Mardi, le gouverneur Denis Mathen rencontrera tous les acteurs dans ce dossier afin d’évaluer si la protection civile doit intervenir en soutien…

"Aucun gardien ni détenu vacciné, c’est un scandale"
"Nous devrions être traités comme les maisons de repos", s’offusque un syndicaliste.

Ce n’est pas la première fois qu’une prison est touchée par le Covid. Andenne, en septembre 2020, et aujourd’hui Leuze-en-Hainaut, en ont déjà fait les frais.

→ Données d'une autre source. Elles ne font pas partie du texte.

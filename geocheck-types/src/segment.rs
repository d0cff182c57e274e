//! Strait line segments and segment/segment predicates.

use crate::orient::Orientation;
use crate::point::{distance_sq, Point2d};

/// A strait line segment between two points.
#[derive(Debug, PartialEq)]
pub struct Segment<'a>(pub &'a Point2d, pub &'a Point2d);

impl Segment<'_> {
    /// Length of the segment.
    pub fn length(&self) -> f64 {
        distance_sq(self.0, self.1).sqrt()
    }

    /// Shortest euclidian distance (squared) between a point and the segment:
    ///
    /// * if the normal from the point to the segment ends inside the segment, the returned value is the squared length
    ///   of the normal
    /// * if the normal from the point to the segment ends outside of the segment, the returned value is the smaller one
    ///   of the distances between the point and the segment's endpoints
    pub fn distance_to_point_sq(&self, point: &Point2d) -> f64 {
        if self.0 == self.1 {
            return distance_sq(self.0, point);
        }

        let ds = self.1 - self.0;
        let dp = point - self.0;
        let ds_len = ds.x * ds.x + ds.y * ds.y;

        let r = (dp.x * ds.x + dp.y * ds.y) / ds_len;
        if r <= 0.0 {
            distance_sq(self.0, point)
        } else if r >= 1.0 {
            distance_sq(self.1, point)
        } else {
            let s = (dp.y * ds.x - dp.x * ds.y) / ds_len;
            (s * s) * ds_len
        }
    }

    /// Returns true, if the segment has at least one common point with the `other` segment.
    pub fn intersects(&self, other: &Segment) -> bool {
        fn on_segment(p: &Point2d, q: &Point2d, r: &Point2d) -> bool {
            let x_max = if p.x >= r.x { p.x } else { r.x };
            let x_min = if p.x <= r.x { p.x } else { r.x };
            let y_max = if p.y >= r.y { p.y } else { r.y };
            let y_min = if p.y <= r.y { p.y } else { r.y };

            q.x <= x_max && q.x >= x_min && q.y <= y_max && q.y >= y_min
        }

        let o1 = Orientation::triplet(self.0, other.0, self.1);
        let o2 = Orientation::triplet(self.0, other.1, self.1);
        let o3 = Orientation::triplet(other.0, self.0, other.1);
        let o4 = Orientation::triplet(other.0, self.1, other.1);

        if o1 != o2 && o3 != o4 {
            return true;
        }

        if o1 == Orientation::Collinear && on_segment(self.0, other.0, self.1) {
            return true;
        }
        if o2 == Orientation::Collinear && on_segment(self.0, other.1, self.1) {
            return true;
        }
        if o3 == Orientation::Collinear && on_segment(other.0, self.0, other.1) {
            return true;
        }
        if o4 == Orientation::Collinear && on_segment(other.0, self.1, other.1) {
            return true;
        }

        false
    }

    /// Intersection point of two segments, if there is exactly one.
    ///
    /// Segment endpoints are extended by `tolerance` along the segment direction, so segments that
    /// miss each other by less than the tolerance still report an intersection. Parallel and
    /// collinear pairs return `None` even when they overlap, as there is no single intersection
    /// point to report.
    pub fn intersection(&self, other: &Segment, tolerance: f64) -> Option<Point2d> {
        let d1 = self.1 - self.0;
        let d2 = other.1 - other.0;

        let denom = d1.x * d2.y - d1.y * d2.x;
        if denom == 0.0 {
            return None;
        }

        let dp = other.0 - self.0;
        let t = (dp.x * d2.y - dp.y * d2.x) / denom;
        let u = (dp.x * d1.y - dp.y * d1.x) / denom;

        let len1 = d1.norm();
        let len2 = d2.norm();
        if len1 == 0.0 || len2 == 0.0 {
            return None;
        }

        let eps1 = tolerance / len1;
        let eps2 = tolerance / len2;
        if t < -eps1 || t > 1.0 + eps1 || u < -eps2 || u > 1.0 + eps2 {
            return None;
        }

        Some(Point2d::new(self.0.x + t * d1.x, self.0.y + t * d1.y))
    }
}

#[cfg(test)]
mod tests {
    use super::*;
    use approx::assert_relative_eq;

    #[test]
    fn distance_to_point() {
        let a = Point2d::new(0.0, 0.0);
        let b = Point2d::new(10.0, 0.0);
        let segment = Segment(&a, &b);

        assert_relative_eq!(segment.distance_to_point_sq(&Point2d::new(5.0, 3.0)), 9.0);
        assert_relative_eq!(segment.distance_to_point_sq(&Point2d::new(-3.0, 4.0)), 25.0);
        assert_relative_eq!(segment.distance_to_point_sq(&Point2d::new(13.0, -4.0)), 25.0);
    }

    #[test]
    fn crossing_segments_intersect() {
        let a = Point2d::new(0.0, -1.0);
        let b = Point2d::new(0.0, 1.0);
        let c = Point2d::new(-1.0, 0.0);
        let d = Point2d::new(1.0, 0.0);

        assert!(Segment(&a, &b).intersects(&Segment(&c, &d)));
        let point = Segment(&a, &b)
            .intersection(&Segment(&c, &d), 0.0)
            .expect("no intersection found");
        assert_relative_eq!(point.x, 0.0);
        assert_relative_eq!(point.y, 0.0);
    }

    #[test]
    fn disjoint_segments_do_not_intersect() {
        let a = Point2d::new(0.0, 1.0);
        let b = Point2d::new(1.0, 1.0);
        let c = Point2d::new(0.0, 0.0);
        let d = Point2d::new(1.0, 0.0);

        assert!(!Segment(&a, &b).intersects(&Segment(&c, &d)));
        assert_eq!(Segment(&a, &b).intersection(&Segment(&c, &d), 0.0), None);
    }

    #[test]
    fn near_miss_within_tolerance() {
        let a = Point2d::new(0.0, 0.0);
        let b = Point2d::new(10.0, 0.0);
        let c = Point2d::new(5.0, 0.001);
        let d = Point2d::new(5.0, 5.0);

        assert_eq!(Segment(&a, &b).intersection(&Segment(&c, &d), 0.0), None);
        assert!(Segment(&a, &b)
            .intersection(&Segment(&c, &d), 0.01)
            .is_some());
    }
}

"Le véritable scandale, c’est qu’à ce jour, aucun gardien ni détenu n’a eu accès à la vaccination alors que d’après Sciensano, les prisons sont cataloguées, au niveau risque, au même titre que les maisons de repos qui, elles, peuvent en bénéficier", s’offusque Grégory Wallez, secrétaire général de la CGSP Prison. "Une fois de plus, les prisons sont abandonnées parce qu’elles sont moins ‘paillettes’. Cet accès doit être décidé dans l’urgence. D’abord sur base volontaire, on verra alors ce que ça donne. Peut-être ensuite, si ça ne mord pas, de façon obligatoire. Maintenant, on sait que si cet accès au vaccin est autorisé, toutes les prisons ne seront pas sur pied d’égalité. On privilégiera d’abord des prisons comme Saint-Gilles, qui a un centre médical, ou Lantin et Bruges qui ont une aile Covid."